→ INSTRUCTIONS TO FOLLOW
Among the records below, find each line that includes the string "safe" and copy it.

(Dataset entries)
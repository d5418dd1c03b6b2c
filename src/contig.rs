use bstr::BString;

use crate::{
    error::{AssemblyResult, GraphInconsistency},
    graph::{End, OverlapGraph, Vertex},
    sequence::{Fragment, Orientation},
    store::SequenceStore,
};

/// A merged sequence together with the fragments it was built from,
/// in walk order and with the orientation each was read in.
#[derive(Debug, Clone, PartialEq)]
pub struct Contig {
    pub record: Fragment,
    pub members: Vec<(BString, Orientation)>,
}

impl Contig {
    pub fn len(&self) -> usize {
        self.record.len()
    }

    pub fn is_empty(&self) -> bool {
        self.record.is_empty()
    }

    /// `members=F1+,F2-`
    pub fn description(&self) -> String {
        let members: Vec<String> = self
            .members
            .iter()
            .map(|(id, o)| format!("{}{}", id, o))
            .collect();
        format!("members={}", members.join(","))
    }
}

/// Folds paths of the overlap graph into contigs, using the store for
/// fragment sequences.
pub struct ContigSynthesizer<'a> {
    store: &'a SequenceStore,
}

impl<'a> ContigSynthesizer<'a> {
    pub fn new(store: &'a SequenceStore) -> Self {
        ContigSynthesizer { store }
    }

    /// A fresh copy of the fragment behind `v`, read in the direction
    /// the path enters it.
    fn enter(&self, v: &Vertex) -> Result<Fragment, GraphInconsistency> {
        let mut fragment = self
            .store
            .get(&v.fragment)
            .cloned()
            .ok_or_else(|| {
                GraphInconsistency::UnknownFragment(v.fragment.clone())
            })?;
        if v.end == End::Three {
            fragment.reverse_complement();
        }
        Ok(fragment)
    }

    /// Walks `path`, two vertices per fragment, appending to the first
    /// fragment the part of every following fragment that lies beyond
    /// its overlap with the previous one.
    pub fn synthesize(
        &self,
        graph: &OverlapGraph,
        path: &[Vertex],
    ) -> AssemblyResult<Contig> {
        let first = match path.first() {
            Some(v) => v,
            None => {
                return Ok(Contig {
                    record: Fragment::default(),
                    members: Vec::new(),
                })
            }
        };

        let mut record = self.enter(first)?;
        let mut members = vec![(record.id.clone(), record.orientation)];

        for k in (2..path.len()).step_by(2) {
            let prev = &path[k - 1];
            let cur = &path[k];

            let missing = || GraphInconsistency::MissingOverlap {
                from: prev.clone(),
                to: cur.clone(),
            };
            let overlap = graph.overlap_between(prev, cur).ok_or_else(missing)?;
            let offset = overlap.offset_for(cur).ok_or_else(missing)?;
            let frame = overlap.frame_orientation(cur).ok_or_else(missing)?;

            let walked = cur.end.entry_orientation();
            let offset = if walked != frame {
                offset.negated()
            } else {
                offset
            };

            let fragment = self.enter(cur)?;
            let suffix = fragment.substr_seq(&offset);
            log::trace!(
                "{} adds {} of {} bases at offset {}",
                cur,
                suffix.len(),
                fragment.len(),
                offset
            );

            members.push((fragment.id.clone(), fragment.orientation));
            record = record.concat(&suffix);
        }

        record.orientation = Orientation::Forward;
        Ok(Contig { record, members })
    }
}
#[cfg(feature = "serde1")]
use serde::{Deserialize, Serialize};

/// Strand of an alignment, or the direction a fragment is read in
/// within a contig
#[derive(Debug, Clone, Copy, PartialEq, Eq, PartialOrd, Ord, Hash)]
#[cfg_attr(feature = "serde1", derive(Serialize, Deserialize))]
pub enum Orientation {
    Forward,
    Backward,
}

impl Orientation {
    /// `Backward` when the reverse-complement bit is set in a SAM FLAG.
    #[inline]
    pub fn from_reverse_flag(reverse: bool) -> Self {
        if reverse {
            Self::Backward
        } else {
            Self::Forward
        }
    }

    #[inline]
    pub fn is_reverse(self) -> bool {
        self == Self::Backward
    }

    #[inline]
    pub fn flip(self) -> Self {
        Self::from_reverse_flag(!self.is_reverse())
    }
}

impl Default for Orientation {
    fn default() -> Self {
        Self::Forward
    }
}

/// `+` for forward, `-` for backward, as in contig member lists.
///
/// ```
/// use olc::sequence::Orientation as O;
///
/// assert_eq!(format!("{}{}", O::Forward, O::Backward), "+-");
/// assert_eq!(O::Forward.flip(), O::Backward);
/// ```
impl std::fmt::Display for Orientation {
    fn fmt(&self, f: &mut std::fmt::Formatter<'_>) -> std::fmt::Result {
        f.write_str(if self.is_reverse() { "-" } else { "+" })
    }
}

==

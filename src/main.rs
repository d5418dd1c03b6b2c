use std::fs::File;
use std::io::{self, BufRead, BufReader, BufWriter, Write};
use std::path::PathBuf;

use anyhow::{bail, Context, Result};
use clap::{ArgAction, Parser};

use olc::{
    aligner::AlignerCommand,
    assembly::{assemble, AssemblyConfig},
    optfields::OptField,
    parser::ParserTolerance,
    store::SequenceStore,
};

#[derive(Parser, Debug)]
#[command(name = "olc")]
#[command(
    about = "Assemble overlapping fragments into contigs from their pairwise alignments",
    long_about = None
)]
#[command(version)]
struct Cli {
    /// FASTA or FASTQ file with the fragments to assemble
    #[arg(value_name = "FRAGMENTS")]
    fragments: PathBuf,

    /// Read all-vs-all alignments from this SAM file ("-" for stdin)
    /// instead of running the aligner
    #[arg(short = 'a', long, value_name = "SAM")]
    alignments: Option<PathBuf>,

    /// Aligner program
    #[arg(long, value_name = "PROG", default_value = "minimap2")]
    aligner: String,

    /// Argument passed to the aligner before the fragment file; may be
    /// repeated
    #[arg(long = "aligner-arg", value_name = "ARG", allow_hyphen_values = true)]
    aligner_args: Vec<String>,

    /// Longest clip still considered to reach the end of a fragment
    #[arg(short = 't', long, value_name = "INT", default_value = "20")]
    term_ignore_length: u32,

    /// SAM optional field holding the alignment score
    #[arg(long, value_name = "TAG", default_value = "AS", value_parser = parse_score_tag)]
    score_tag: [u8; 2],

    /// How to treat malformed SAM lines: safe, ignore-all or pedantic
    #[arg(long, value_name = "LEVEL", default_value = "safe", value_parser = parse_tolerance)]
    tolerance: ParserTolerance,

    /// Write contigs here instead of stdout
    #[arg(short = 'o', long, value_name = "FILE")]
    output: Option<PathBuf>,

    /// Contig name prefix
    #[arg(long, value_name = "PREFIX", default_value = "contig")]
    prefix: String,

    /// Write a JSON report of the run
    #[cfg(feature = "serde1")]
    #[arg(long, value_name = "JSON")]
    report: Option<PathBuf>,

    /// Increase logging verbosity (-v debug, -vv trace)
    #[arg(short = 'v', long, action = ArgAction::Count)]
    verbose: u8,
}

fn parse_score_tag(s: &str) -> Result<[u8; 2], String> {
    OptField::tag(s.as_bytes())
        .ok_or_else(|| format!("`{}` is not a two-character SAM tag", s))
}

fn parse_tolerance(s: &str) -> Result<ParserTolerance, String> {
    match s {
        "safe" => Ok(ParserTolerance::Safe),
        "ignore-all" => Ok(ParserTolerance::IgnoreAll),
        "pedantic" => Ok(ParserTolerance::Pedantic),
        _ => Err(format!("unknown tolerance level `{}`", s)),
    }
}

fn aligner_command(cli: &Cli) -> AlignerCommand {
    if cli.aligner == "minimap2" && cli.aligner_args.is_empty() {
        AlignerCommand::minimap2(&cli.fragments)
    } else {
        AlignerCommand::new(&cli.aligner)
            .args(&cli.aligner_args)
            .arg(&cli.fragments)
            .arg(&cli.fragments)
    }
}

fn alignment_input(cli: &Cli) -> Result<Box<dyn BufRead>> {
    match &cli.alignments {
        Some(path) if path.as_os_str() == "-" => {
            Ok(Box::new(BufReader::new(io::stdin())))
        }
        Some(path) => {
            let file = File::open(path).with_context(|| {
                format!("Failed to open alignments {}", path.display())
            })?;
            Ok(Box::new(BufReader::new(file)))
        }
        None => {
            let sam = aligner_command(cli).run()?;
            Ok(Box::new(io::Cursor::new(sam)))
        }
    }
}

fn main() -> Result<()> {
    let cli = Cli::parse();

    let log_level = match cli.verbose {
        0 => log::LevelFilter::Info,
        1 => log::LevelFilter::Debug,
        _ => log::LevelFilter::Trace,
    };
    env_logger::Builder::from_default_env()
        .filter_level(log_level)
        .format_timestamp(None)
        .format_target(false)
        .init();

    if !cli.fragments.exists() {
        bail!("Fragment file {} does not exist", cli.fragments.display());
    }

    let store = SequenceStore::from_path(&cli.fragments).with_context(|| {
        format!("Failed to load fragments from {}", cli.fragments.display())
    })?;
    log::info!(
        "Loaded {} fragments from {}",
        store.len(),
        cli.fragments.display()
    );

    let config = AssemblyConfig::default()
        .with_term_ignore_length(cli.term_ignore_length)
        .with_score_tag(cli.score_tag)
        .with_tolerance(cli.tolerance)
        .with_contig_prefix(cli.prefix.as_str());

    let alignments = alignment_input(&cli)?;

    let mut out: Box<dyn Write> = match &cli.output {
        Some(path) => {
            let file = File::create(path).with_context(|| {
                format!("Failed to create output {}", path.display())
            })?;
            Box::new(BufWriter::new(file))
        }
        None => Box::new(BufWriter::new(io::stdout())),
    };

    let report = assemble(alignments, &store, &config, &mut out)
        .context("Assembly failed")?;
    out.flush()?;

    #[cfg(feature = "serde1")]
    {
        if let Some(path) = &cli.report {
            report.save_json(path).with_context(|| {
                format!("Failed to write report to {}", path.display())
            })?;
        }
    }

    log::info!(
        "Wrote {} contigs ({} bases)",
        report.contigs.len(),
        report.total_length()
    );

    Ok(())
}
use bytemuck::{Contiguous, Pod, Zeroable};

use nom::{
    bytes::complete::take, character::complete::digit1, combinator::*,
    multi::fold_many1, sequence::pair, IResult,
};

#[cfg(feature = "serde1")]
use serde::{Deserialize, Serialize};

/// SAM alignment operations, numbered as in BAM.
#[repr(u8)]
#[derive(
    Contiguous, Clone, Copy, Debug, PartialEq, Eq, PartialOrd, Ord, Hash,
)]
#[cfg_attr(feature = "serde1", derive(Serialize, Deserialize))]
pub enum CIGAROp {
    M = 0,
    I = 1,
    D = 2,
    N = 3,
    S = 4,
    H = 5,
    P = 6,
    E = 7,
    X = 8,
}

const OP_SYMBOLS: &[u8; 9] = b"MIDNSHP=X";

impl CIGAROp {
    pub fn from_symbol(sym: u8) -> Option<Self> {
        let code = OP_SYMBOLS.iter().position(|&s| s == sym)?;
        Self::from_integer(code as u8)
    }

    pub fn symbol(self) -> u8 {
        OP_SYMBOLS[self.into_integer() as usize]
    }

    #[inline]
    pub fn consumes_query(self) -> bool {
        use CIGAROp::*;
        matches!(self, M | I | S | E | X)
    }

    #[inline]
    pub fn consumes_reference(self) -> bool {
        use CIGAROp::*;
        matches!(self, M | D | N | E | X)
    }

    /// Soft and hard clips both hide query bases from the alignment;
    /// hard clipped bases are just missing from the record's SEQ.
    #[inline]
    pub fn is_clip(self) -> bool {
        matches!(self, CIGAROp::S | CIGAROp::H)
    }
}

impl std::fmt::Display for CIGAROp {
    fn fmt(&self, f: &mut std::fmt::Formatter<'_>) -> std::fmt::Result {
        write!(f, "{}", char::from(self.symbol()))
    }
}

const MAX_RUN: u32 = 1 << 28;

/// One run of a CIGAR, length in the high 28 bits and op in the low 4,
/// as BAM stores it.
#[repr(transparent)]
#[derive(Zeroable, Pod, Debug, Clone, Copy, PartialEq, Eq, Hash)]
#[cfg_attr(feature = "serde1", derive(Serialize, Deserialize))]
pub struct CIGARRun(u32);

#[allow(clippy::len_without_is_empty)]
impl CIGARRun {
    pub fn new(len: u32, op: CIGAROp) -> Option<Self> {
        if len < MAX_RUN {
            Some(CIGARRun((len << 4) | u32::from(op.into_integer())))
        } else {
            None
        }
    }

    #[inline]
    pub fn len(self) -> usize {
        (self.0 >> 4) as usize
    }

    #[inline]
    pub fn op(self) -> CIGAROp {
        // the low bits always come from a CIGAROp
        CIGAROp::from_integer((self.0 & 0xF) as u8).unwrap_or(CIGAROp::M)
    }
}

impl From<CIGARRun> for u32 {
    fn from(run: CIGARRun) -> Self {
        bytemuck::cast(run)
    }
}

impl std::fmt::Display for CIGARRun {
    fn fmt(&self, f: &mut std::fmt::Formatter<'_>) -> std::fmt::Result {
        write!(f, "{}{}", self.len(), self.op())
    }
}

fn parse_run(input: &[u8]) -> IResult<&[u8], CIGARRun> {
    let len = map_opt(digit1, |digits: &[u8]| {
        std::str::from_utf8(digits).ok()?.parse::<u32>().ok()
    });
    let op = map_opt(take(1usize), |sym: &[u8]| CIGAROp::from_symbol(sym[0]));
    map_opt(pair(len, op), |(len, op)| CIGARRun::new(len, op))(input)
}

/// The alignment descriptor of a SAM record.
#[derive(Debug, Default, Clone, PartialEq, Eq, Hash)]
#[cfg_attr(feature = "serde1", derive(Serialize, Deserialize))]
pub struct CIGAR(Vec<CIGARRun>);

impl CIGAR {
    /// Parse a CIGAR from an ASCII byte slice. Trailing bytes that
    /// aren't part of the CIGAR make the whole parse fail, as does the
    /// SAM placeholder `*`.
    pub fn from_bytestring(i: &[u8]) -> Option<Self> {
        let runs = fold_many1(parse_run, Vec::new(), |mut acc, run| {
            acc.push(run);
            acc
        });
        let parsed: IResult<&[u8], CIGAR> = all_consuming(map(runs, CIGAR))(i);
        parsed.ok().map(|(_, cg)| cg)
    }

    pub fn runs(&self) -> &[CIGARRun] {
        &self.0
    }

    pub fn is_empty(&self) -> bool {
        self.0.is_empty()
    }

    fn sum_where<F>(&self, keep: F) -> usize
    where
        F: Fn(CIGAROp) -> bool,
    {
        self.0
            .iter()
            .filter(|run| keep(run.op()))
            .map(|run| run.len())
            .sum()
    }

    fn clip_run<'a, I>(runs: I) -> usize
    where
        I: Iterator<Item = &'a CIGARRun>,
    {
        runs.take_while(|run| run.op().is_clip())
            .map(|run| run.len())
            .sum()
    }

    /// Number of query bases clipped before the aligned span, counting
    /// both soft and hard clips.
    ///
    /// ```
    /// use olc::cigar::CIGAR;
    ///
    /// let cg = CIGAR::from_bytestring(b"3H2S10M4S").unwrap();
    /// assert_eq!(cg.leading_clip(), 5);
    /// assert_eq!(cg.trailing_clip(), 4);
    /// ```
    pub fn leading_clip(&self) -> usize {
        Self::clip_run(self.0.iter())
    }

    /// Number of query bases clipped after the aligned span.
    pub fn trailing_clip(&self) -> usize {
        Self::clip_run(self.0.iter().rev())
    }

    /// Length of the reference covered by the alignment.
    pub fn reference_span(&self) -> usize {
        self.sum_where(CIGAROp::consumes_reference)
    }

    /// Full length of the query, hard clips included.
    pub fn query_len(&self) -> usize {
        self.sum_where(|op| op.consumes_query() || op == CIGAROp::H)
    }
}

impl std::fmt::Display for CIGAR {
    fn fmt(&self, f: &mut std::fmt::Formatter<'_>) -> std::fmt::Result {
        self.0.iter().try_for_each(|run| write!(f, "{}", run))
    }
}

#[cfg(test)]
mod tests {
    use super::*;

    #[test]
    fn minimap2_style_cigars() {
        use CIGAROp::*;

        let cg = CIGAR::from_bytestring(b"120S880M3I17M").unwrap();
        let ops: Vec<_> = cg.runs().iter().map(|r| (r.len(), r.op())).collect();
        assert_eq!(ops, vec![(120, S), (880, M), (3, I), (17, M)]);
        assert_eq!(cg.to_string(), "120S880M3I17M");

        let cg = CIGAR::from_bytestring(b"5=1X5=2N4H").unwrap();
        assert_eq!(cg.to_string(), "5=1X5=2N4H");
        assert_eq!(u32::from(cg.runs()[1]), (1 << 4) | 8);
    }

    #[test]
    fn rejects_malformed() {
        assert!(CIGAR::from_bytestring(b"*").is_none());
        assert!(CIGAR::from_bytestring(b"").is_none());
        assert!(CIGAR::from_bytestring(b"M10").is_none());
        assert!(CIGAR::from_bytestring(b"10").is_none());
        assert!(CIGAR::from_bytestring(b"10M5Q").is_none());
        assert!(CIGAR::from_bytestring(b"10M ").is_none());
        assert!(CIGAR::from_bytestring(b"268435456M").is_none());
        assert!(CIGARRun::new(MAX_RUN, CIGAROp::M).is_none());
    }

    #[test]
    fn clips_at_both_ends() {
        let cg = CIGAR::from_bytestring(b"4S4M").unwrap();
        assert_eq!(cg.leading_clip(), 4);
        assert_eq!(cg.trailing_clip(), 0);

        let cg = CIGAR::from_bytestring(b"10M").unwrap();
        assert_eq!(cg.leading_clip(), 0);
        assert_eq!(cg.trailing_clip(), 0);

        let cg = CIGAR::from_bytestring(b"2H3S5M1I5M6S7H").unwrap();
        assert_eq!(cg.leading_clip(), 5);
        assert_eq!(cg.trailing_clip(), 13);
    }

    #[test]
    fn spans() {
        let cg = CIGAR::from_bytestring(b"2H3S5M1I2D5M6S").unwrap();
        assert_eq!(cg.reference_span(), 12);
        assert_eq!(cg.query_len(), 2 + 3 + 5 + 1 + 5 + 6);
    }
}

→ ANSWER BOX
    /// How to treat malformed SAM lines: safe, ignore-all or pedantic
    #[arg(long, value_name = "LEVEL", default_value = "safe", value_parser = parse_tolerance)]
        "safe" => Ok(ParserTolerance::Safe),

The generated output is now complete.